[Collected data entries]
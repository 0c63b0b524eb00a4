use std::collections::HashSet;

use crate::{EntityId, ExerciseAction, ProgramState, ReduceError, Set};

/// Reject exercise mutations that target anything other than the active
/// workout.
fn require_active(state: &ProgramState, workout_id: &EntityId) -> Result<(), ReduceError> {
    if state.workout.active_workout.as_ref() != Some(workout_id) {
        return Err(ReduceError::NotActiveWorkout {
            requested: workout_id.clone(),
            active: state.workout.active_workout.clone(),
        });
    }
    Ok(())
}

pub(super) fn reduce(action: &ExerciseAction, state: &mut ProgramState) -> Result<(), ReduceError> {
    match action {
        ExerciseAction::Add {
            workout_id,
            exercises,
        } => {
            require_active(state, workout_id)?;
            let Some(workout) = state
                .workout
                .workouts
                .iter_mut()
                .find(|w| &w.id == workout_id)
            else {
                return Ok(());
            };

            // Duplicate-add (same catalog exercise) is a filter, not an error.
            let existing: HashSet<EntityId> = workout
                .exercises
                .iter()
                .filter_map(|e| e.catalog_exercise_id.clone())
                .collect();
            let incoming: Vec<_> = exercises
                .iter()
                .filter(|e| match &e.catalog_exercise_id {
                    Some(cid) => !existing.contains(cid),
                    None => true,
                })
                .cloned()
                .collect();

            let base = workout.exercises.len() as u32;
            for (index, mut exercise) in incoming.into_iter().enumerate() {
                exercise.order = base + index as u32 + 1;
                if exercise.sets.is_empty() {
                    exercise.sets = vec![Set::blank(1)];
                }
                workout.exercises.push(exercise);
            }
        }
        ExerciseAction::UpdateAll {
            workout_id,
            exercises,
        } => {
            if let Some(workout) = state
                .workout
                .workouts
                .iter_mut()
                .find(|w| &w.id == workout_id)
            {
                workout.exercises = exercises.clone();
            }
        }
        ExerciseAction::Remove {
            workout_id,
            exercise_id,
        } => {
            require_active(state, workout_id)?;
            if let Some(workout) = state
                .workout
                .workouts
                .iter_mut()
                .find(|w| &w.id == workout_id)
            {
                workout.exercises.retain(|e| &e.id != exercise_id);
                for (index, exercise) in workout.exercises.iter_mut().enumerate() {
                    exercise.order = index as u32 + 1;
                }
            }
        }
    }
    Ok(())
}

Task prompt – Write the records out once more. Change nothing.

Solved exercise –
repository 0c63b0b524eb00a4
use std::collections::HashSet;

use crate::{EntityId, ExerciseAction, ProgramState, ReduceError, Set};

/// Reject exercise mutations that target anything other than the active
/// workout.
fn require_active(state: &ProgramState, workout_id: &EntityId) -> Result<(), ReduceError> {
    if state.workout.active_workout.as_ref() != Some(workout_id) {
        return Err(ReduceError::NotActiveWorkout {
            requested: workout_id.clone(),
            active: state.workout.active_workout.clone(),
        });
    }
    Ok(())
}

pub(super) fn reduce(action: &ExerciseAction, state: &mut ProgramState) -> Result<(), ReduceError> {
    match action {
        ExerciseAction::Add {
            workout_id,
            exercises,
        } => {
            require_active(state, workout_id)?;
            let Some(workout) = state
                .workout
                .workouts
                .iter_mut()
                .find(|w| &w.id == workout_id)
            else {
                return Ok(());
            };

            // Duplicate-add (same catalog exercise) is a filter, not an error.
            let existing: HashSet<EntityId> = workout
                .exercises
                .iter()
                .filter_map(|e| e.catalog_exercise_id.clone())
                .collect();
            let incoming: Vec<_> = exercises
                .iter()
                .filter(|e| match &e.catalog_exercise_id {
                    Some(cid) => !existing.contains(cid),
                    None => true,
                })
                .cloned()
                .collect();

            let base = workout.exercises.len() as u32;
            for (index, mut exercise) in incoming.into_iter().enumerate() {
                exercise.order = base + index as u32 + 1;
                if exercise.sets.is_empty() {
                    exercise.sets = vec![Set::blank(1)];
                }
                workout.exercises.push(exercise);
            }
        }
        ExerciseAction::UpdateAll {
            workout_id,
            exercises,
        } => {
            if let Some(workout) = state
                .workout
                .workouts
                .iter_mut()
                .find(|w| &w.id == workout_id)
            {
                workout.exercises = exercises.clone();
            }
        }
        ExerciseAction::Remove {
            workout_id,
            exercise_id,
        } => {
            require_active(state, workout_id)?;
            if let Some(workout) = state
                .workout
                .workouts
                .iter_mut()
                .find(|w| &w.id == workout_id)
            {
                workout.exercises.retain(|e| &e.id != exercise_id);
                for (index, exercise) in workout.exercises.iter_mut().enumerate() {
                    exercise.order = index as u32 + 1;
                }
            }
        }
    }
    Ok(())
}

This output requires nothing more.